Here’s how it works. If you’re going 10 or more miles per hour over the speed limit when you pass a camera, you see two bright flashes as it takes two photos: one of you in the driver’s seat and one of your license plate. Then they mail you a ticket for about $200 that most people can’t reasonably contest. It costs the authorities almost nothing to issue a ticket, and they get a lot of money in exchange.
Like ticket quotas, it’s a wide-open invitation for corruption. Rather than promoting healthy enforcement of traffic laws, it encourages local governments to trick people into getting more citations.
As a visitor spending a weekend in Phoenix with a rental car, I hardly ever knew the speed limit on the highways. It seems to fluctuate frequently between 55 and 65 MPH. Since the cameras trigger at 10-over, which itself is an unreasonably low threshold for an automatic ticket, this is the only city I’ve ever heard of that frequently issues tickets for driving 65 MPH in a 55 MPH zone.
And I’ve never driven anywhere that had fewer speed-limit signs posted on the highways.

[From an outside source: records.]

//! Field validators applied on the write path.

use regex::Regex;
use std::sync::LazyLock;

use crate::error::ValidationError;

/// Upload size limit shared by every file kind
pub const MAX_FILE_SIZE: u64 = 5 * 1024 * 1024;

static PHONE_RE: LazyLock<Regex> =
    LazyLock::new(|| Regex::new(r"^\+?1?\d{9,15}$").expect("phone regex"));

static URL_RE: LazyLock<Regex> = LazyLock::new(|| {
    Regex::new(concat!(
        r"(?i)^https?://",
        r"(?:(?:[A-Z0-9](?:[A-Z0-9-]{0,61}[A-Z0-9])?\.)+[A-Z]{2,6}\.?|",
        r"localhost|",
        r"\d{1,3}\.\d{1,3}\.\d{1,3}\.\d{1,3})",
        r"(?::\d+)?",
        r"(?:/?|[/?]\S+)$",
    ))
    .expect("url regex")
});

/// Kind of uploaded file, each with its own extension allow-list
#[derive(Debug, Clone, Copy, PartialEq, Eq)]
pub enum FileKind {
    Image,
    Video,
    Document,
}

impl FileKind {
    fn extensions(&self) -> &'static [&'static str] {
        match self {
            FileKind::Image => &["jpg", "jpeg", "png", "gif"],
            FileKind::Video => &["mp4", "avi", "mov", "wmv"],
            FileKind::Document => &["pdf", "doc", "docx", "txt"],
        }
    }

    fn label(&self) -> &'static str {
        match self {
            FileKind::Image => "image",
            FileKind::Video => "video",
            FileKind::Document => "document",
        }
    }

    fn allowed(&self) -> &'static str {
        match self {
            FileKind::Image => "JPG, JPEG, PNG, or GIF",
            FileKind::Video => "MP4, AVI, MOV, or WMV",
            FileKind::Document => "PDF, DOC, DOCX, or TXT",
        }
    }
}

pub fn validate_phone_number(value: &str) -> Result<(), ValidationError> {
    if PHONE_RE.is_match(value) {
        Ok(())
    } else {
        Err(ValidationError::PhoneNumber)
    }
}

pub fn validate_website_url(value: &str) -> Result<(), ValidationError> {
    if URL_RE.is_match(value) {
        Ok(())
    } else {
        Err(ValidationError::WebsiteUrl)
    }
}

pub fn validate_file_size(size: u64) -> Result<(), ValidationError> {
    if size > MAX_FILE_SIZE {
        return Err(ValidationError::FileTooLarge);
    }
    Ok(())
}

/// Check size first, then the extension (case-insensitive)
pub fn validate_file(kind: FileKind, file_name: &str, size: u64) -> Result<(), ValidationError> {
    validate_file_size(size)?;

    let ext = file_name
        .rsplit_once('.')
        .map(|(_, ext)| ext.to_ascii_lowercase())
        .unwrap_or_default();

    if kind.extensions().contains(&ext.as_str()) {
        Ok(())
    } else {
        Err(ValidationError::UnsupportedFormat {
            kind: kind.label(),
            allowed: kind.allowed(),
        })
    }
}

pub fn validate_price(price_cents: i64) -> Result<(), ValidationError> {
    if price_cents < 0 {
        return Err(ValidationError::NegativePrice);
    }
    Ok(())
}

pub fn validate_rating(rating: u8) -> Result<(), ValidationError> {
    if (1..=5).contains(&rating) {
        Ok(())
    } else {
        Err(ValidationError::Rating)
    }
}

fn validate_name_length(
    what: &'static str,
    value: &str,
    min: usize,
    max: usize,
) -> Result<(), ValidationError> {
    let len = value.chars().count();
    if len < min || len > max {
        return Err(ValidationError::NameLength { what, min, max });
    }
    Ok(())
}

pub fn validate_category_name(value: &str) -> Result<(), ValidationError> {
    validate_name_length("Category", value, 2, 50)
}

pub fn validate_collection_name(value: &str) -> Result<(), ValidationError> {
    validate_name_length("Collection", value, 2, 100)
}
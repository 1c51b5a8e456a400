//! Padosi - local-commerce backend with geo-proximity search
//!
//! This library provides the models, search engine, record store and HTTP
//! API used by the query binary.

pub mod config;
pub mod error;
pub mod models;
pub mod notify;
pub mod permissions;
pub mod search;
pub mod server;
pub mod spatial;
pub mod store;
pub mod validators;

pub use error::{SearchError, StoreError, ValidationError};
pub use models::{Entity, GeoPoint, Listing, RecordKind, SearchableRecord};
pub use search::{search, SearchHit, SearchParams};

I noticed that on my first drive before I even knew about the cameras. It’s almost entrapment.
Whether it’s intentional or not, what’s their encouragement to add more speed-limit signs? They probably make a lot of money from people driving 65-68 MPH who think they’re being perfectly safe and legal but are unknowingly in a limit-55 zone.
The incentives here are all wrong. I can see why the residents have major problems with this.